REQUIREMENT - Please transcribe every entry below exactly as written.

————

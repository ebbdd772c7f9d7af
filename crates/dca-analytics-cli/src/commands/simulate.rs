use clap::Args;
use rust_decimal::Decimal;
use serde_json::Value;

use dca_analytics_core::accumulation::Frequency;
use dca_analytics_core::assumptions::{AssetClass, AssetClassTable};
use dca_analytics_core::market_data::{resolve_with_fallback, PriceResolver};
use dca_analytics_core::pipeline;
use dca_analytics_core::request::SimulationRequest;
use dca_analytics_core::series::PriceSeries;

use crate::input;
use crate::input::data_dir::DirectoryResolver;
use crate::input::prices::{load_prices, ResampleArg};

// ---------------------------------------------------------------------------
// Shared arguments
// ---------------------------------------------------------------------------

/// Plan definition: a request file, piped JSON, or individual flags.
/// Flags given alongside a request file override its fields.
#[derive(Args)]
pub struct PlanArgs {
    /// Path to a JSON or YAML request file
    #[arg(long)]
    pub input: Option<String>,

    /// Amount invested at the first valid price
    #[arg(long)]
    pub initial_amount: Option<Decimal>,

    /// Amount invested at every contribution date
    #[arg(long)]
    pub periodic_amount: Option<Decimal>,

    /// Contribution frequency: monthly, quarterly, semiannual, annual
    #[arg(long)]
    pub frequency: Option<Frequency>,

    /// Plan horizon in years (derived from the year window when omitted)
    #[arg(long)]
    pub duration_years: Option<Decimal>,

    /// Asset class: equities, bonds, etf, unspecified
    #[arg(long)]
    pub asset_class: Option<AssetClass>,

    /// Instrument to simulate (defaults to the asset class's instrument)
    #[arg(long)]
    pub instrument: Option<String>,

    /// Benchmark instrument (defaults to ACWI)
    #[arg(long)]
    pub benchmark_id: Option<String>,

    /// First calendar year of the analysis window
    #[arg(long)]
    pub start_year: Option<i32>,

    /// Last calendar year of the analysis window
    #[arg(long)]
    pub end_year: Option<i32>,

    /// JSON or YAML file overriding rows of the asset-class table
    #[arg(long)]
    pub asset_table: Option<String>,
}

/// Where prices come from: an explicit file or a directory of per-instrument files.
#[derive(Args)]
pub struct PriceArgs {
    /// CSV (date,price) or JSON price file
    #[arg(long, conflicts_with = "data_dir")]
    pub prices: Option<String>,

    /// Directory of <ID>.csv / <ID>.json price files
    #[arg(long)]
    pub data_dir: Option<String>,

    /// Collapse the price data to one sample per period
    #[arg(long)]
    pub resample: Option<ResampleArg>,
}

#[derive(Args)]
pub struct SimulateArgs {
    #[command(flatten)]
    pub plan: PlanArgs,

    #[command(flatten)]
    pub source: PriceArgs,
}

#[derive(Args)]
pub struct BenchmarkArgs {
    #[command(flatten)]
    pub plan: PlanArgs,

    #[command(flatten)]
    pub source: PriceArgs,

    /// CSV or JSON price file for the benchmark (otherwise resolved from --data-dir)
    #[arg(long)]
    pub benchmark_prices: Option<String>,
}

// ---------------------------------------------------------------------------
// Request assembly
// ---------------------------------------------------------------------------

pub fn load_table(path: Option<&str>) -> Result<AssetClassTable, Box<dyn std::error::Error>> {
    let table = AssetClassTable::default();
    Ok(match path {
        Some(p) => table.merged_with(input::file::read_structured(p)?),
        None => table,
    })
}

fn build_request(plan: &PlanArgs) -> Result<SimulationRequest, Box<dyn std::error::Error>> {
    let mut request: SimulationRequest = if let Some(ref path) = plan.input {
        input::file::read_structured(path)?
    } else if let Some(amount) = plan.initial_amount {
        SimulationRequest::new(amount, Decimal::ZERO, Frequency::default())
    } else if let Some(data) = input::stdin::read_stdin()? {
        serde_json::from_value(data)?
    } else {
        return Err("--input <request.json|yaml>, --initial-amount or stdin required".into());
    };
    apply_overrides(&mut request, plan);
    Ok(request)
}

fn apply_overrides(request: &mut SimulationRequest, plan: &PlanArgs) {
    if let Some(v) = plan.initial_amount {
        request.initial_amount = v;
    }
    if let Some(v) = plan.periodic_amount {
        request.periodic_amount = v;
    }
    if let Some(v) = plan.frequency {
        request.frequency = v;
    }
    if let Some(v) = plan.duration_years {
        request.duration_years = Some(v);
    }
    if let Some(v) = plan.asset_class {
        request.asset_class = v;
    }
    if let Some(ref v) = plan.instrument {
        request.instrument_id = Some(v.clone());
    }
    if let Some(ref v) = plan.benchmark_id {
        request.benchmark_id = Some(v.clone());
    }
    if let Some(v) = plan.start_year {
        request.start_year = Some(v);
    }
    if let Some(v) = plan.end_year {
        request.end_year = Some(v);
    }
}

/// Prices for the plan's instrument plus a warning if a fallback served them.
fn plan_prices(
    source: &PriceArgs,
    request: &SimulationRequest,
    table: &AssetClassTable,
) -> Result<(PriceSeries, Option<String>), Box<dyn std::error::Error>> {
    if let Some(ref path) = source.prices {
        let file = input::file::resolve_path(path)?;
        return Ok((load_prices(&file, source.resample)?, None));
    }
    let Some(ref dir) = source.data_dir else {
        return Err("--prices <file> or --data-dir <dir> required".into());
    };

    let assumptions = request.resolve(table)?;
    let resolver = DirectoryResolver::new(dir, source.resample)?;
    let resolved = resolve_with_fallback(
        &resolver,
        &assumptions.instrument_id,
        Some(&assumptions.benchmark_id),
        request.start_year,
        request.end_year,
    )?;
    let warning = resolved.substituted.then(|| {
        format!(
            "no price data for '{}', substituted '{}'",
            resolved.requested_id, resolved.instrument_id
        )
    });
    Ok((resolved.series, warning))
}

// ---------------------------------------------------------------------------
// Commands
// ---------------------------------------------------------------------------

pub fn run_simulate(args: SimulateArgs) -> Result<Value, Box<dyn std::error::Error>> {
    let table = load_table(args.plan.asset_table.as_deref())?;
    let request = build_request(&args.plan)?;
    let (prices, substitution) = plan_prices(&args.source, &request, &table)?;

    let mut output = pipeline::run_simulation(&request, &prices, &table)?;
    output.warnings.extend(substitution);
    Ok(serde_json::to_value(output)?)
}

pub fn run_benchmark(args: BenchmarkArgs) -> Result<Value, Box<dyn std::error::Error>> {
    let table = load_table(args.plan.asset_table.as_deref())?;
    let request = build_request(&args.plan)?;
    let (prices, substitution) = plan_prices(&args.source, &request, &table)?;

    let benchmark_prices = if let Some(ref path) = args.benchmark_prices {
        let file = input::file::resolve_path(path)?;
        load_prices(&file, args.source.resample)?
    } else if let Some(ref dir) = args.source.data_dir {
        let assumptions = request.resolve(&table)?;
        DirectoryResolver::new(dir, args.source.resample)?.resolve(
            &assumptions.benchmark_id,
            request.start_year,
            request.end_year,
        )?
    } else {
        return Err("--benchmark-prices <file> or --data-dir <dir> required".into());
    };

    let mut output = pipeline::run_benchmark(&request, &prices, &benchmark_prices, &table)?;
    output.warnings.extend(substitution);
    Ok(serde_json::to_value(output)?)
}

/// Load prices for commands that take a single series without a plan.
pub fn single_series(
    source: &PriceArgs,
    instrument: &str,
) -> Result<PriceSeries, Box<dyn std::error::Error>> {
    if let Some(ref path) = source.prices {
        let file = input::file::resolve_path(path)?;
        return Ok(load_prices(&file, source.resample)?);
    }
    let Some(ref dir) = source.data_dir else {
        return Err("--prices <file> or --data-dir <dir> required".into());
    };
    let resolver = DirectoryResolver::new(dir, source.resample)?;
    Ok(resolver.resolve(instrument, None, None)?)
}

————

SOLUTION TO THIS EXERCISE -
repository ebbdd772c7f9d7af
filename crates/dca-analytics-cli/src/commands/simulate.rs
use clap::Args;
use rust_decimal::Decimal;
use serde_json::Value;

use dca_analytics_core::accumulation::Frequency;
use dca_analytics_core::assumptions::{AssetClass, AssetClassTable};
use dca_analytics_core::market_data::{resolve_with_fallback, PriceResolver};
use dca_analytics_core::pipeline;
use dca_analytics_core::request::SimulationRequest;
use dca_analytics_core::series::PriceSeries;

use crate::input;
use crate::input::data_dir::DirectoryResolver;
use crate::input::prices::{load_prices, ResampleArg};

// ---------------------------------------------------------------------------
// Shared arguments
// ---------------------------------------------------------------------------

/// Plan definition: a request file, piped JSON, or individual flags.
/// Flags given alongside a request file override its fields.
#[derive(Args)]
pub struct PlanArgs {
    /// Path to a JSON or YAML request file
    #[arg(long)]
    pub input: Option<String>,

    /// Amount invested at the first valid price
    #[arg(long)]
    pub initial_amount: Option<Decimal>,

    /// Amount invested at every contribution date
    #[arg(long)]
    pub periodic_amount: Option<Decimal>,

    /// Contribution frequency: monthly, quarterly, semiannual, annual
    #[arg(long)]
    pub frequency: Option<Frequency>,

    /// Plan horizon in years (derived from the year window when omitted)
    #[arg(long)]
    pub duration_years: Option<Decimal>,

    /// Asset class: equities, bonds, etf, unspecified
    #[arg(long)]
    pub asset_class: Option<AssetClass>,

    /// Instrument to simulate (defaults to the asset class's instrument)
    #[arg(long)]
    pub instrument: Option<String>,

    /// Benchmark instrument (defaults to ACWI)
    #[arg(long)]
    pub benchmark_id: Option<String>,

    /// First calendar year of the analysis window
    #[arg(long)]
    pub start_year: Option<i32>,

    /// Last calendar year of the analysis window
    #[arg(long)]
    pub end_year: Option<i32>,

    /// JSON or YAML file overriding rows of the asset-class table
    #[arg(long)]
    pub asset_table: Option<String>,
}

/// Where prices come from: an explicit file or a directory of per-instrument files.
#[derive(Args)]
pub struct PriceArgs {
    /// CSV (date,price) or JSON price file
    #[arg(long, conflicts_with = "data_dir")]
    pub prices: Option<String>,

    /// Directory of <ID>.csv / <ID>.json price files
    #[arg(long)]
    pub data_dir: Option<String>,

    /// Collapse the price data to one sample per period
    #[arg(long)]
    pub resample: Option<ResampleArg>,
}

#[derive(Args)]
pub struct SimulateArgs {
    #[command(flatten)]
    pub plan: PlanArgs,

    #[command(flatten)]
    pub source: PriceArgs,
}

#[derive(Args)]
pub struct BenchmarkArgs {
    #[command(flatten)]
    pub plan: PlanArgs,

    #[command(flatten)]
    pub source: PriceArgs,

    /// CSV or JSON price file for the benchmark (otherwise resolved from --data-dir)
    #[arg(long)]
    pub benchmark_prices: Option<String>,
}

// ---------------------------------------------------------------------------
// Request assembly
// ---------------------------------------------------------------------------

pub fn load_table(path: Option<&str>) -> Result<AssetClassTable, Box<dyn std::error::Error>> {
    let table = AssetClassTable::default();
    Ok(match path {
        Some(p) => table.merged_with(input::file::read_structured(p)?),
        None => table,
    })
}

fn build_request(plan: &PlanArgs) -> Result<SimulationRequest, Box<dyn std::error::Error>> {
    let mut request: SimulationRequest = if let Some(ref path) = plan.input {
        input::file::read_structured(path)?
    } else if let Some(amount) = plan.initial_amount {
        SimulationRequest::new(amount, Decimal::ZERO, Frequency::default())
    } else if let Some(data) = input::stdin::read_stdin()? {
        serde_json::from_value(data)?
    } else {
        return Err("--input <request.json|yaml>, --initial-amount or stdin required".into());
    };
    apply_overrides(&mut request, plan);
    Ok(request)
}

fn apply_overrides(request: &mut SimulationRequest, plan: &PlanArgs) {
    if let Some(v) = plan.initial_amount {
        request.initial_amount = v;
    }
    if let Some(v) = plan.periodic_amount {
        request.periodic_amount = v;
    }
    if let Some(v) = plan.frequency {
        request.frequency = v;
    }
    if let Some(v) = plan.duration_years {
        request.duration_years = Some(v);
    }
    if let Some(v) = plan.asset_class {
        request.asset_class = v;
    }
    if let Some(ref v) = plan.instrument {
        request.instrument_id = Some(v.clone());
    }
    if let Some(ref v) = plan.benchmark_id {
        request.benchmark_id = Some(v.clone());
    }
    if let Some(v) = plan.start_year {
        request.start_year = Some(v);
    }
    if let Some(v) = plan.end_year {
        request.end_year = Some(v);
    }
}

/// Prices for the plan's instrument plus a warning if a fallback served them.
fn plan_prices(
    source: &PriceArgs,
    request: &SimulationRequest,
    table: &AssetClassTable,
) -> Result<(PriceSeries, Option<String>), Box<dyn std::error::Error>> {
    if let Some(ref path) = source.prices {
        let file = input::file::resolve_path(path)?;
        return Ok((load_prices(&file, source.resample)?, None));
    }
    let Some(ref dir) = source.data_dir else {
        return Err("--prices <file> or --data-dir <dir> required".into());
    };

    let assumptions = request.resolve(table)?;
    let resolver = DirectoryResolver::new(dir, source.resample)?;
    let resolved = resolve_with_fallback(
        &resolver,
        &assumptions.instrument_id,
        Some(&assumptions.benchmark_id),
        request.start_year,
        request.end_year,
    )?;
    let warning = resolved.substituted.then(|| {
        format!(
            "no price data for '{}', substituted '{}'",
            resolved.requested_id, resolved.instrument_id
        )
    });
    Ok((resolved.series, warning))
}

// ---------------------------------------------------------------------------
// Commands
// ---------------------------------------------------------------------------

pub fn run_simulate(args: SimulateArgs) -> Result<Value, Box<dyn std::error::Error>> {
    let table = load_table(args.plan.asset_table.as_deref())?;
    let request = build_request(&args.plan)?;
    let (prices, substitution) = plan_prices(&args.source, &request, &table)?;

    let mut output = pipeline::run_simulation(&request, &prices, &table)?;
    output.warnings.extend(substitution);
    Ok(serde_json::to_value(output)?)
}

pub fn run_benchmark(args: BenchmarkArgs) -> Result<Value, Box<dyn std::error::Error>> {
    let table = load_table(args.plan.asset_table.as_deref())?;
    let request = build_request(&args.plan)?;
    let (prices, substitution) = plan_prices(&args.source, &request, &table)?;

    let benchmark_prices = if let Some(ref path) = args.benchmark_prices {
        let file = input::file::resolve_path(path)?;
        load_prices(&file, args.source.resample)?
    } else if let Some(ref dir) = args.source.data_dir {
        let assumptions = request.resolve(&table)?;
        DirectoryResolver::new(dir, args.source.resample)?.resolve(
            &assumptions.benchmark_id,
            request.start_year,
            request.end_year,
        )?
    } else {
        return Err("--benchmark-prices <file> or --data-dir <dir> required".into());
    };

    let mut output = pipeline::run_benchmark(&request, &prices, &benchmark_prices, &table)?;
    output.warnings.extend(substitution);
    Ok(serde_json::to_value(output)?)
}

/// Load prices for commands that take a single series without a plan.
pub fn single_series(
    source: &PriceArgs,
    instrument: &str,
) -> Result<PriceSeries, Box<dyn std::error::Error>> {
    if let Some(ref path) = source.prices {
        let file = input::file::resolve_path(path)?;
        return Ok(load_prices(&file, source.resample)?);
    }
    let Some(ref dir) = source.data_dir else {
        return Err("--prices <file> or --data-dir <dir> required".into());
    };
    let resolver = DirectoryResolver::new(dir, source.resample)?;
    Ok(resolver.resolve(instrument, None, None)?)
}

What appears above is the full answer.